Well that's quite a leap. I really think you should have gone for Osmo Poly X if you're going for an oil. http://www.agwoodcare.co.uk/gbu0-prodsh ... x_oil.html It's really tough.


----------



## The_Stig (15 Dec 2008)

Thats the stuff I had a tester can of, I might give it a go on an offcut... I could always put the finishing oil to stock... does anyone have any photo's of what the two products look like when finished?


----------



## Oryxdesign (15 Dec 2008)

I like the Poly X and would recommend it for oak, I've just been looking through my photos but I can't see one that does it justice.


----------



## wizer (15 Dec 2008)

Have a look at this

https://www.ukworkshop.co.uk/forums/view ... light=bloo

It was finished with Osmo. Top stuff and so easy to apply.


----------



## Philly (15 Dec 2008)

Stig
You'll be very impressed with the Chestnut oil - it sets like rock and is heat and alcohol proof. I finished our coffee table with it a few years ago and it has stood up to severe abuse with impunity.
Put the first coat on fairly thinly and wipe off. Leave to cure, then apply a heavier second coat. When that is dry apply a third coat and wet sand with 320 grit sandpaper.. Wipe the surface dry with a rag and leave to cure. Voila!
Hope this helps
Philly


----------



## The_Stig (15 Dec 2008)

Ooo... I like both finishes. The Osmo finish is definately the same as the one we have on our oak doors in the house. I think this time round I'll use the finishing oil and then after Christmas try the Osmo on a bedside cabinet that I need to start work on.


----------



## ByronBlack (16 Dec 2008)

I've used the chestnut finishing oil on one of my guitars. I like it very much, can build to a decent gloss if required, easy to apply, and generally a very pleasent experience working with it. I shall definitely be using it again on further guitar projects.


----------



## woodbloke (17 Dec 2008)

I use matt Osmo a lot these days and I just finish it off with coat of wax over the top. Just two *thin* coats are all that's needed...no need to trowel it on. Remember also *not *to use wire wool on oak if you finish with a bit of wax :wink: .... - Rob :ho2


----------



## Jake (17 Dec 2008)

woodbloke":2dg1lk1d said:


> I use matt Osmo a lot these days and I just finish it off with coat of wax over the top. Just two *thin* coats are all that's needed...no need to trowel it on.

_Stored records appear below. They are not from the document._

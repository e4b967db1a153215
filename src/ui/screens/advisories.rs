use crate::models::Advisory;
use crate::ui::Theme;
use ratatui::{
    buffer::Buffer,
    layout::{Constraint, Direction, Layout, Rect},
    style::Style,
    text::{Line, Span},
    widgets::{Block, Borders, List, ListItem, Paragraph, Widget, Wrap},
};

pub struct AdvisoriesScreen<'a> {
    pub advisories: &'a [Advisory],
    pub selected_index: usize,
}

impl<'a> AdvisoriesScreen<'a> {
    pub fn new(advisories: &'a [Advisory]) -> Self {
        Self {
            advisories,
            selected_index: 0,
        }
    }

    pub fn with_selection(mut self, index: usize) -> Self {
        self.selected_index = index;
        self
    }
}

impl Widget for AdvisoriesScreen<'_> {
    fn render(self, area: Rect, buf: &mut Buffer) {
        let chunks = Layout::default()
            .direction(Direction::Vertical)
            .constraints([
                Constraint::Length(1), // Title
                Constraint::Min(10),   // Content
                Constraint::Length(1), // Nav
            ])
            .split(area);

        let title = Line::from(vec![
            Span::styled("Advisories", Theme::title()),
            Span::styled(format!(" ({})", self.advisories.len()), Theme::dim()),
        ]);
        Paragraph::new(title).render(chunks[0], buf);

        let content = Layout::default()
            .direction(Direction::Horizontal)
            .constraints([Constraint::Percentage(40), Constraint::Percentage(60)])
            .split(chunks[1]);

        self.render_list(content[0], buf);
        self.render_details(content[1], buf);

        let nav = Line::from(vec![
            Span::styled("[↑↓]", Theme::nav_key()),
            Span::styled("Navigate ", Theme::nav_label()),
            Span::styled("[r]", Theme::nav_key()),
            Span::styled("Refresh ", Theme::nav_label()),
            Span::styled("[Esc]", Theme::nav_key()),
            Span::styled("Back", Theme::nav_label()),
        ]);
        Paragraph::new(nav).render(chunks[2], buf);
    }
}

impl AdvisoriesScreen<'_> {
    fn render_list(&self, area: Rect, buf: &mut Buffer) {
        let block = Block::default()
            .title("Active")
            .borders(Borders::ALL)
            .border_style(Theme::border());

        let inner = block.inner(area);
        block.render(area, buf);

        if self.advisories.is_empty() {
            Paragraph::new(Span::styled("No active advisories", Theme::dim())).render(inner, buf);
            return;
        }

        let items: Vec<ListItem> = self
            .advisories
            .iter()
            .enumerate()
            .map(|(i, advisory)| {
                let style = if i == self.selected_index {
                    Theme::selected()
                } else {
                    Style::default()
                };

                let color_style = Style::default().fg(advisory.color.color());
                let line = Line::from(vec![
                    Span::styled(format!("{} ", advisory.color.symbol()), color_style),
                    Span::styled(advisory.category.as_str(), color_style),
                ]);

                ListItem::new(line).style(style)
            })
            .collect();

        List::new(items).render(inner, buf);
    }

    fn render_details(&self, area: Rect, buf: &mut Buffer) {
        let block = Block::default()
            .title("Details")
            .borders(Borders::ALL)
            .border_style(Theme::border());

        let inner = block.inner(area);
        block.render(area, buf);

        let advisory = match self.advisories.get(self.selected_index) {
            Some(a) => a,
            None => {
                Paragraph::new(Span::styled(
                    "Select an advisory to view details",
                    Theme::dim(),
                ))
                .render(inner, buf);
                return;
            }
        };

        let color = advisory.color.color();
        let lines = vec![
            Line::from(Span::styled(advisory.title.clone(), Theme::header())),
            Line::default(),
            Line::from(vec![
                Span::styled("Category: ", Theme::dim()),
                Span::styled(advisory.category.as_str(), Style::default().fg(color)),
                Span::styled("  Severity: ", Theme::dim()),
                Span::styled(advisory.color.as_str(), Style::default().fg(color)),
            ]),
            Line::default(),
            Line::from(Span::styled(advisory.message.clone(), Theme::normal())),
        ];

        Paragraph::new(lines)
            .wrap(Wrap { trim: true })
            .render(inner, buf);
    }
}
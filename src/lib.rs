#![doc = include_str!("../README.md")]
mod boxblur;
mod error;
mod gauss;
mod pixel;
mod radius;

use fimg::Image;

pub use boxblur::box_blur;
pub use error::{Error, Result};
pub use gauss::{blurred, gaussian_blur, GaussianBlur};
pub use pixel::{from_rgba, pack, to_rgba, unpack, CHANNELS};
pub use radius::{estimate_radius, Radius, Sigma};

/// Gaussian blur an RGBA image in place.
///
/// # Errors
///
/// Fails if the image buffer does not hold `width * height` pixels.
pub fn blur<T: AsRef<[u8]> + AsMut<[u8]>>(
    image: &mut Image<T, CHANNELS>,
    sigma: Sigma,
) -> Result<()> {
    let width = image.width() as usize;
    let height = image.height() as usize;
    // SAFETY: bytes are only overwritten, the buffer keeps its length
    let bytes = unsafe { image.buffer_mut() }.as_mut();

    let mut pixels: Vec<u32> = bytes
        .chunks_exact(CHANNELS)
        .map(|c| from_rgba([c[0], c[1], c[2], c[3]]))
        .collect();
    gaussian_blur(&mut pixels, width, height, sigma)?;

    for (chunk, px) in bytes.chunks_exact_mut(CHANNELS).zip(pixels) {
        chunk.copy_from_slice(&to_rgba(px));
    }
    Ok(())
}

Dunno why you bother, given the excess layer on a thicker coat of Osmo is the wax bit in hardwax oil. It's designed to be (power) buffed off after application really (see the instructions on the pro version which has even higher wax content, but the same holds true for the 'watered down' normal version for a the best finish). 

The buffing will also get a bit of sheen up on the matt version and turn the slightly oddly named satin even more glossy, though.


----------



## woodbloke (17 Dec 2008)

Jake":3f5d46wy said:


> woodbloke":3f5d46wy said:
> 
> 
> > I use matt Osmo a lot these days and I just finish it off with coat of wax over the top. Just two *thin* coats are all that's needed...no need to trowel it on.
> ...



Agree Jake, but I *do* like me Alna Teak Wax :wink: - Rob :ho2


----------



## Jake (17 Dec 2008)

Fair enough, I wouldn't want to get between a man and his teak wax.


----------



## The_Stig (17 Dec 2008)

I've put the second coat of oil on today so tomorrow should be the third and final coat, its looking nice and rich in colour which is kind of what I wanted... I think in future I'll try to Osmo as I think it gives a bit more of a clearer finish.

I won't be waxing the table afterwards as I always seem to have some sort of reaction to the wax when I get it on my skin.


----------